President Donald Trump is being trolled by critics and on the Twittersphere for mistakingly saying Wednesday his administration is "building a wall in Colorado."
"And we're building a wall on the border of New Mexico, and we're building a wall in Colorado," Trump told a Shale Insight Conference in Pittsburgh, Pa. "We're building a beautiful wall. A big one that really works. That you can't get over; that you can't get under. And we're building a wall in Texas.
"And we're not building a wall in Kansas, but they get the benefit of the walls we just mentioned."
The context of Trump's speech suggests he had intended to refer to wall construction along the Colorado River in Arizona, which does border Mexico. Colorado, north of New Mexico's state border, does not border the country of Mexico.
Sen. Patrick Leahy, D-Vt., was among those to troll the president's gaffe, tweeting a sharpie-edited U.S. map with a line on the Mexico border, cutting through the top of New Mexico's border with Colorado.
The sharpie edit was a double troll of President Trump's infamous hurricane prediction for Alabama earlier this fall.
Former Colorado Gov.

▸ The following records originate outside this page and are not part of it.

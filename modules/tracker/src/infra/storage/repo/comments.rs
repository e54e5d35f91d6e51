use anyhow::Context;
use async_trait::async_trait;
use sea_orm::{
    ActiveModelTrait, ColumnTrait, EntityTrait, QueryFilter, QueryOrder, QuerySelect, Set,
};
use uuid::Uuid;

use crate::contract::model::Comment;
use crate::domain::repo::CommentsRepository;
use crate::infra::storage::entity::comments;
use crate::infra::storage::mapper;

use super::SeaOrmStore;

fn to_active_model(comment: Comment) -> comments::ActiveModel {
    comments::ActiveModel {
        id: Set(comment.id),
        task_id: Set(comment.task_id),
        author_id: Set(comment.author_id),
        content: Set(comment.content),
        created_at: Set(comment.created_at),
    }
}

#[async_trait]
impl CommentsRepository for SeaOrmStore {
    async fn find_by_id(&self, id: Uuid) -> anyhow::Result<Option<Comment>> {
        let found = comments::Entity::find_by_id(id)
            .one(self.conn())
            .await
            .context("comments find_by_id failed")?;
        Ok(found.map(mapper::comment_to_contract))
    }

    async fn list(&self) -> anyhow::Result<Vec<Comment>> {
        let rows = comments::Entity::find()
            .order_by_asc(comments::Column::CreatedAt)
            .order_by_asc(comments::Column::Id)
            .all(self.conn())
            .await
            .context("comments list failed")?;
        Ok(rows.into_iter().map(mapper::comment_to_contract).collect())
    }

    async fn list_by_task(&self, task_id: Uuid) -> anyhow::Result<Vec<Comment>> {
        let rows = comments::Entity::find()
            .filter(comments::Column::TaskId.eq(task_id))
            .order_by_asc(comments::Column::CreatedAt)
            .order_by_asc(comments::Column::Id)
            .all(self.conn())
            .await
            .context("comments list_by_task failed")?;
        Ok(rows.into_iter().map(mapper::comment_to_contract).collect())
    }

    async fn list_by_tasks(&self, task_ids: &[Uuid]) -> anyhow::Result<Vec<Comment>> {
        if task_ids.is_empty() {
            return Ok(Vec::new());
        }
        let rows = comments::Entity::find()
            .filter(comments::Column::TaskId.is_in(task_ids.iter().copied()))
            .order_by_asc(comments::Column::CreatedAt)
            .order_by_asc(comments::Column::Id)
            .all(self.conn())
            .await
            .context("comments list_by_tasks failed")?;
        Ok(rows.into_iter().map(mapper::comment_to_contract).collect())
    }

    async fn recent(&self, limit: u64) -> anyhow::Result<Vec<Comment>> {
        let rows = comments::Entity::find()
            .order_by_desc(comments::Column::CreatedAt)
            .order_by_asc(comments::Column::Id)
            .limit(limit)
            .all(self.conn())
            .await
            .context("comments recent failed")?;
        Ok(rows.into_iter().map(mapper::comment_to_contract).collect())
    }

    async fn insert(&self, comment: Comment) -> anyhow::Result<()> {
        to_active_model(comment)
            .insert(self.conn())
            .await
            .context("comments insert failed")?;
        Ok(())
    }

    async fn update(&self, comment: Comment) -> anyhow::Result<()> {
        to_active_model(comment)
            .update(self.conn())
            .await
            .context("comments update failed")?;
        Ok(())
    }

    async fn delete(&self, id: Uuid) -> anyhow::Result<bool> {
        let res = comments::Entity::delete_by_id(id)
            .exec(self.conn())
            .await
            .context("comments delete failed")?;
        Ok(res.rows_affected > 0)
    }
}
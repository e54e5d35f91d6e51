use sea_orm::entity::prelude::*;
use uuid::Uuid;

#[derive(Clone, Debug, PartialEq, DeriveEntityModel)]
#[sea_orm(table_name = "profiles")]
pub struct Model {
    #[sea_orm(primary_key, auto_increment = false)]
    pub id: Uuid,
    #[sea_orm(unique)]
    pub user_id: Uuid,
    #[sea_orm(column_type = "Text")]
    pub bio: String,
    pub avatar_ref: Option<String>,
}

#[derive(Copy, Clone, Debug, EnumIter, DeriveRelation)]
pub enum Relation {
    #[sea_orm(
        belongs_to = "super::users::Entity",
        from = "Column::UserId",
        to = "super::users::Column::Id"
    )]
    User,
}

impl Related<super::users::Entity> for Entity {
    fn to() -> RelationDef {
        Relation::User.def()
    }
}

impl ActiveModelBehavior for ActiveModel {}
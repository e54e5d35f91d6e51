pub mod attachments;
pub mod auth;
pub mod comments;
pub mod profile;
pub mod projects;
pub mod tasks;

use axum::Json;

/// Liveness probe; deliberately outside the auth boundary.
pub async fn health() -> Json<serde_json::Value> {
    Json(serde_json::json!({ "status": "ok" }))
}
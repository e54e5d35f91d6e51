use anyhow::Context;
use async_trait::async_trait;
use sea_orm::{ActiveModelTrait, ColumnTrait, EntityTrait, QueryFilter, QueryOrder, Set};
use uuid::Uuid;

use crate::contract::model::Attachment;
use crate::domain::repo::AttachmentsRepository;
use crate::infra::storage::entity::attachments;
use crate::infra::storage::mapper;

use super::SeaOrmStore;

fn to_active_model(attachment: Attachment) -> attachments::ActiveModel {
    attachments::ActiveModel {
        id: Set(attachment.id),
        task_id: Set(attachment.task_id),
        file_ref: Set(attachment.file_ref),
        uploaded_at: Set(attachment.uploaded_at),
    }
}

#[async_trait]
impl AttachmentsRepository for SeaOrmStore {
    async fn find_by_id(&self, id: Uuid) -> anyhow::Result<Option<Attachment>> {
        let found = attachments::Entity::find_by_id(id)
            .one(self.conn())
            .await
            .context("attachments find_by_id failed")?;
        Ok(found.map(mapper::attachment_to_contract))
    }

    async fn list(&self) -> anyhow::Result<Vec<Attachment>> {
        let rows = attachments::Entity::find()
            .order_by_asc(attachments::Column::UploadedAt)
            .order_by_asc(attachments::Column::Id)
            .all(self.conn())
            .await
            .context("attachments list failed")?;
        Ok(rows
            .into_iter()
            .map(mapper::attachment_to_contract)
            .collect())
    }

    async fn list_by_tasks(&self, task_ids: &[Uuid]) -> anyhow::Result<Vec<Attachment>> {
        if task_ids.is_empty() {
            return Ok(Vec::new());
        }
        let rows = attachments::Entity::find()
            .filter(attachments::Column::TaskId.is_in(task_ids.iter().copied()))
            .order_by_asc(attachments::Column::UploadedAt)
            .order_by_asc(attachments::Column::Id)
            .all(self.conn())
            .await
            .context("attachments list_by_tasks failed")?;
        Ok(rows
            .into_iter()
            .map(mapper::attachment_to_contract)
            .collect())
    }

    async fn insert(&self, attachment: Attachment) -> anyhow::Result<()> {
        to_active_model(attachment)
            .insert(self.conn())
            .await
            .context("attachments insert failed")?;
        Ok(())
    }

    async fn update(&self, attachment: Attachment) -> anyhow::Result<()> {
        to_active_model(attachment)
            .update(self.conn())
            .await
            .context("attachments update failed")?;
        Ok(())
    }

    async fn delete(&self, id: Uuid) -> anyhow::Result<bool> {
        let res = attachments::Entity::delete_by_id(id)
            .exec(self.conn())
            .await
            .context("attachments delete failed")?;
        Ok(res.rows_affected > 0)
    }
}
//! User accounts and profiles.

use chrono::Utc;
use tracing::{debug, info, instrument};
use uuid::Uuid;

use crate::contract::error::TrackerError;
use crate::contract::model::{NewUser, Profile, User};

use super::{require_non_blank, storage_error, Service};

impl Service {
    #[instrument(
        name = "tracker.service.register_user",
        skip(self, new_user),
        fields(username = %new_user.username)
    )]
    pub async fn register_user(&self, new_user: NewUser) -> Result<User, TrackerError> {
        info!("Registering user");

        require_non_blank("username", &new_user.username)?;
        validate_email(&new_user.email)?;
        if new_user.password.len() < 8 {
            return Err(TrackerError::validation(
                "password",
                "must be at least 8 characters",
            ));
        }

        if self
            .users
            .username_exists(&new_user.username)
            .await
            .map_err(storage_error)?
        {
            return Err(TrackerError::conflict(format!(
                "username '{}' is already taken",
                new_user.username
            )));
        }

        let password_hash = authn::hash_password(&new_user.password)
            .map_err(|e| TrackerError::internal(e.to_string()))?;
        let user = User {
            id: Uuid::new_v4(),
            username: new_user.username,
            email: new_user.email,
            created_at: Utc::now(),
        };

        self.users
            .insert(user.clone(), password_hash)
            .await
            .map_err(storage_error)?;

        info!("Registered user id={}", user.id);
        Ok(user)
    }

    /// Resolve a username/password pair to a user, or None. The caller must
    /// not distinguish "unknown user" from "wrong password" in its response.
    #[instrument(name = "tracker.service.verify_credentials", skip(self, password))]
    pub async fn verify_credentials(
        &self,
        username: &str,
        password: &str,
    ) -> Result<Option<User>, TrackerError> {
        let Some((user, hash)) = self
            .users
            .find_for_login(username)
            .await
            .map_err(storage_error)?
        else {
            return Ok(None);
        };

        if authn::verify_password(password, &hash) {
            Ok(Some(user))
        } else {
            Ok(None)
        }
    }

    #[instrument(name = "tracker.service.get_user", skip(self), fields(user_id = %id))]
    pub async fn get_user(&self, id: Uuid) -> Result<User, TrackerError> {
        self.users
            .find_by_id(id)
            .await
            .map_err(storage_error)?
            .ok_or_else(|| TrackerError::not_found("User", id))
    }

    pub async fn list_users(&self) -> Result<Vec<User>, TrackerError> {
        self.users.list().await.map_err(storage_error)
    }

    /// Delete a user. Owned projects go with their full task trees; tasks
    /// merely assigned to the user survive with the assignment cleared.
    #[instrument(name = "tracker.service.delete_user", skip(self), fields(user_id = %id))]
    pub async fn delete_user(&self, id: Uuid) -> Result<(), TrackerError> {
        info!("Deleting user");
        let deleted = self.users.delete(id).await.map_err(storage_error)?;
        if !deleted {
            return Err(TrackerError::not_found("User", id));
        }
        Ok(())
    }

    #[instrument(name = "tracker.service.get_profile", skip(self), fields(user_id = %user_id))]
    pub async fn get_profile(&self, user_id: Uuid) -> Result<Profile, TrackerError> {
        // The profile is optional; reading an absent one yields an empty bio
        // rather than an error.
        debug!("Loading profile");
        match self
            .users
            .find_profile(user_id)
            .await
            .map_err(storage_error)?
        {
            Some(profile) => Ok(profile),
            None => Ok(Profile {
                id: Uuid::nil(),
                user_id,
                bio: String::new(),
                avatar_ref: None,
            }),
        }
    }

    #[instrument(name = "tracker.service.upsert_profile", skip(self, bio, avatar_ref))]
    pub async fn upsert_profile(
        &self,
        actor: Uuid,
        bio: String,
        avatar_ref: Option<String>,
    ) -> Result<Profile, TrackerError> {
        // Ensure the user still exists before attaching a profile.
        self.get_user(actor).await?;

        let existing = self
            .users
            .find_profile(actor)
            .await
            .map_err(storage_error)?;
        let profile = Profile {
            id: existing.map(|p| p.id).unwrap_or_else(Uuid::new_v4),
            user_id: actor,
            bio,
            avatar_ref,
        };
        self.users
            .upsert_profile(profile.clone())
            .await
            .map_err(storage_error)?;
        Ok(profile)
    }
}

fn validate_email(email: &str) -> Result<(), TrackerError> {
    if email.is_empty() || !email.contains('@') || !email.contains('.') {
        return Err(TrackerError::validation("email", "invalid email address"));
    }
    Ok(())
}
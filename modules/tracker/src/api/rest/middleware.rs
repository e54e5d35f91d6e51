//! Bearer-token middleware for the protected routes.
//!
//! Validates the access token and injects the resolved [`CurrentUser`] into
//! request extensions; handlers and the GraphQL endpoint read it from there.

use std::sync::Arc;

use authn::AuthnError;
use axum::{
    extract::{Request, State},
    http::header::AUTHORIZATION,
    middleware::Next,
    response::Response,
};

use crate::api::rest::error::ApiError;
use crate::api::state::AppState;

pub async fn require_auth(
    State(state): State<Arc<AppState>>,
    mut req: Request,
    next: Next,
) -> Result<Response, ApiError> {
    let header = req
        .headers()
        .get(AUTHORIZATION)
        .and_then(|v| v.to_str().ok());

    let user = authn::authenticate_bearer(&state.authn, header).map_err(|e| match e {
        AuthnError::MissingCredentials => {
            ApiError::Unauthorized("Missing or malformed Authorization header".to_string())
        }
        _ => ApiError::Unauthorized("Invalid or expired token".to_string()),
    })?;

    req.extensions_mut().insert(user);
    Ok(next.run(req).await)
}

John Hickenlooper tweeted:
"Hey @TeamHeinrich & @tomudall do one of you want to break it to @realDonaldTrump that Colorado's border is with New Mexico, not Mexico...or should I?"
George Conway, the lawyer husband of White House counselor Kellyanne Conway, added to his nonstop trolling of his wife's boss, tweeting:
"We can confidently say that Mexico is never going to pay for a wall with Colorado."